Les critiques préviennent également que porter atteinte au chiffrement pourrait créer un dangereux précédent pour les régimes autoritaires, qui pourraient manipuler la technologie pour détecter les critiques et cibler les dissidents.

Mié estime qu’une telle campagne d’alarmisme n’est qu’un moyen de détourner l’attention du véritable problème.

« Ce règlement comporterait des garde-fous », a-t-elle déclaré. « L’Europe est une démocratie, pas une dictature. Et ne soyons pas naïfs : dans une dictature, quand vous voulez espionner les citoyens, vous espionnez les citoyens. Vous n’avez pas besoin d’une nouvelle réglementation. »

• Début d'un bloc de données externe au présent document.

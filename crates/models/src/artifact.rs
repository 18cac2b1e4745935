use chrono::{DateTime, Utc};
use serde::{Deserialize, Serialize};

use crate::features::{FeatureVector, FEATURE_COUNT};
use crate::profiles::ClusterProfile;

/// Per-column standardization fitted on one matchup's history.
///
/// `scale` is a multiplier (`1 / std`), 1 for constant columns.
#[derive(Debug, Clone, PartialEq, Serialize, Deserialize)]
pub struct FeatureScaler {
    pub mean: [f64; FEATURE_COUNT],
    pub scale: [f64; FEATURE_COUNT],
}

impl FeatureScaler {
    pub fn transform(&self, vector: &FeatureVector) -> [f64; FEATURE_COUNT] {
        let mut out = [0.0; FEATURE_COUNT];
        for (i, value) in vector.as_slice().iter().enumerate() {
            out[i] = (value - self.mean[i]) * self.scale[i];
        }
        out
    }
}

/// Fitted cluster centres, in scaled feature space, indexed by cluster id.
#[derive(Debug, Clone, PartialEq, Serialize, Deserialize)]
pub struct ClusterCentroids {
    pub centers: Vec<[f64; FEATURE_COUNT]>,
}

impl ClusterCentroids {
    pub fn len(&self) -> usize {
        self.centers.len()
    }

    pub fn is_empty(&self) -> bool {
        self.centers.is_empty()
    }

    /// Index of the nearest centre by squared Euclidean distance; ties go to the lower id.
    pub fn nearest(&self, point: &[f64; FEATURE_COUNT]) -> Option<usize> {
        let mut best: Option<(usize, f64)> = None;
        for (id, center) in self.centers.iter().enumerate() {
            let dist: f64 = center
                .iter()
                .zip(point.iter())
                .map(|(c, p)| (c - p) * (c - p))
                .sum();
            match best {
                Some((_, d)) if dist >= d => {}
                _ => best = Some((id, dist)),
            }
        }
        best.map(|(id, _)| id)
    }
}

/// Goodness score recorded for one candidate cluster count.
#[derive(Debug, Clone, Copy, PartialEq, Serialize, Deserialize)]
pub struct KScore {
    pub k: usize,
    pub sse: f64,
    pub pseudo_r2: f64,
}

/// Everything needed to reuse a fitted matchup model without refitting.
///
/// Profiles travel inside the bundle so a stored artifact can never pair a
/// clusterer with profiles computed from a different snapshot.
#[derive(Debug, Clone, PartialEq, Serialize, Deserialize)]
pub struct ArtifactBundle {
    pub cache_key: String,
    pub league: String,
    pub team_a: String,
    pub team_b: String,
    pub cluster_count: usize,
    pub scaler: FeatureScaler,
    pub centroids: ClusterCentroids,
    pub profiles: Vec<ClusterProfile>,
    pub scores: Vec<KScore>,
    pub policy: String,
    pub match_count: usize,
    pub build_timestamp: DateTime<Utc>,
    /// Dataset last-modified time observed before the matches were read.
    pub data_as_of: DateTime<Utc>,
}

impl ArtifactBundle {
    pub fn profile(&self, cluster_id: usize) -> Option<&ClusterProfile> {
        self.profiles.iter().find(|p| p.cluster_id == cluster_id)
    }

    /// Scales `vector` with the stored scaler and returns the nearest cluster id.
    pub fn assign(&self, vector: &FeatureVector) -> Option<usize> {
        self.centroids.nearest(&self.scaler.transform(vector))
    }
}
// Bounded pool for CPU-bound model builds

use std::sync::atomic::{AtomicUsize, Ordering};
use std::sync::Arc;

use matchup_models::MatchupError;
use thiserror::Error;
use tokio::sync::Semaphore;
use tracing::{debug, error};

#[derive(Error, Debug, Clone, PartialEq)]
pub enum PoolError {
    #[error("build pool is closed")]
    Closed,

    #[error("build job panicked: {0}")]
    Panicked(String),

    #[error("build job was cancelled")]
    Cancelled,
}

impl From<PoolError> for MatchupError {
    fn from(err: PoolError) -> Self {
        MatchupError::BuildAborted { reason: err.to_string() }
    }
}

/// At most `capacity` jobs run at once on the blocking thread pool; the rest
/// wait for a permit in FIFO order.
#[derive(Debug, Clone)]
pub struct BuildPool {
    permits: Arc<Semaphore>,
    capacity: usize,
    in_flight: Arc<AtomicUsize>,
}

impl BuildPool {
    pub fn new(max_concurrent: usize) -> Self {
        let capacity = max_concurrent.max(1);
        Self {
            permits: Arc::new(Semaphore::new(capacity)),
            capacity,
            in_flight: Arc::new(AtomicUsize::new(0)),
        }
    }

    pub fn capacity(&self) -> usize {
        self.capacity
    }

    pub fn in_flight(&self) -> usize {
        self.in_flight.load(Ordering::SeqCst)
    }

    pub async fn run<F, T>(&self, job: F) -> Result<T, PoolError>
    where
        F: FnOnce() -> T + Send + 'static,
        T: Send + 'static,
    {
        let permit = self.permits.clone().acquire_owned().await.map_err(|_| PoolError::Closed)?;

        let running = self.in_flight.fetch_add(1, Ordering::SeqCst) + 1;
        debug!(running, capacity = self.capacity, "🔧 build job started");

        let in_flight = self.in_flight.clone();
        let handle = tokio::task::spawn_blocking(move || {
            let _permit = permit;
            let _guard = InFlightGuard(in_flight);
            job()
        });

        match handle.await {
            Ok(value) => Ok(value),
            Err(e) if e.is_panic() => {
                let message = panic_message(e.into_panic());
                error!(message = %message, "❌ build job panicked");
                Err(PoolError::Panicked(message))
            }
            Err(_) => Err(PoolError::Cancelled),
        }
    }
}

struct InFlightGuard(Arc<AtomicUsize>);

impl Drop for InFlightGuard {
    fn drop(&mut self) {
        self.0.fetch_sub(1, Ordering::SeqCst);
    }
}

fn panic_message(payload: Box<dyn std::any::Any + Send>) -> String {
    if let Some(s) = payload.downcast_ref::<&str>() {
        (*s).to_string()
    } else if let Some(s) = payload.downcast_ref::<String>() {
        s.clone()
    } else {
        "unknown panic".to_string()
    }
}

#[cfg(test)]
mod tests {
    use super::*;
    use std::time::Duration;

    #[tokio::test]
    async fn test_runs_job_and_returns_value() {
        let pool = BuildPool::new(2);
        assert_eq!(pool.run(|| 6 * 7).await, Ok(42));
        assert_eq!(pool.in_flight(), 0);
    }

    #[tokio::test]
    async fn test_panic_becomes_error() {
        let pool = BuildPool::new(1);
        let result: Result<(), _> = pool.run(|| panic!("singular matrix")).await;
        assert_eq!(result, Err(PoolError::Panicked("singular matrix".to_string())));
        assert!(matches!(
            MatchupError::from(PoolError::Panicked("x".to_string())),
            MatchupError::BuildAborted { .. }
        ));
        // The permit came back.
        assert_eq!(pool.run(|| 1).await, Ok(1));
    }

    #[tokio::test(flavor = "multi_thread", worker_threads = 4)]
    async fn test_concurrency_is_bounded() {
        let pool = BuildPool::new(2);
        let peak = Arc::new(AtomicUsize::new(0));
        let current = Arc::new(AtomicUsize::new(0));

        let mut handles = Vec::new();
        for _ in 0..6 {
            let pool = pool.clone();
            let peak = peak.clone();
            let current = current.clone();
            handles.push(tokio::spawn(async move {
                pool.run(move || {
                    let now = current.fetch_add(1, Ordering::SeqCst) + 1;
                    peak.fetch_max(now, Ordering::SeqCst);
                    std::thread::sleep(Duration::from_millis(30));
                    current.fetch_sub(1, Ordering::SeqCst);
                })
                .await
            }));
        }
        for handle in handles {
            handle.await.unwrap().unwrap();
        }

        assert!(peak.load(Ordering::SeqCst) <= 2);
        assert_eq!(pool.in_flight(), 0);
    }
}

Les ministres européens peuvent-ils trouver un compromis ?

Le règlement proposé a déchiré les capitales de l’UE, dont beaucoup s’inquiètent de la maturité des technologies et de la menace pour la vie privée des consommateurs. Les ministres peuvent choisir de donner leur feu vert à certains aspects du texte, tout en suspendant d’autres projets jusqu’à ce que les technologies soient suffisamment mûres.

Mié et Rhiannon ont déclaré à L’Observatoire de l’Europe que les ministres devraient éviter de céder à la pression des grands lobbys de la technologie et du numérique. Selon eux, la forte augmentation des contenus abusifs montre que les mesures volontaires prises par les entreprises technologiques pour détecter et supprimer les contenus sont clairement insuffisantes. Une étude publiée mardi par l’Alliance mondiale WeProtect suggère que les matériels d’abus sexuels sur enfants signalés ont augmenté de 87 % depuis 2019.

« Les entreprises technologiques conçoivent leurs produits pour attirer les enfants et les impliquer le plus longtemps possible. Si tel est leur modèle, il doit s’agir d’un environnement sûr pour les enfants », a déclaré Rhiannon.

« Le modèle d’autorégulation des entreprises technologiques n’a pas fonctionné, comme le montre le nombre d’enfants maltraités. Nous devons légiférer sur cette question, nous devons forcer la main aux entreprises technologiques pour protéger les enfants », a-t-elle ajouté. .

Mié estime également que le bloc a la responsabilité de protéger les survivants d’abus assistés par le numérique contre le nouveau traumatisme de savoir que des images de leurs abus sont visionnées chaque jour.

« Ces survivants ont peur de tout. Ils ne peuvent pas quitter leur domicile. Pour certains d’entre eux, ils ont même peur d’utiliser Internet. Ce sont des personnes totalement marginalisées par la société », a-t-elle déclaré. « Nous devons les protéger. Nous devons protéger les enfants. Cela doit être la priorité de tout le monde. »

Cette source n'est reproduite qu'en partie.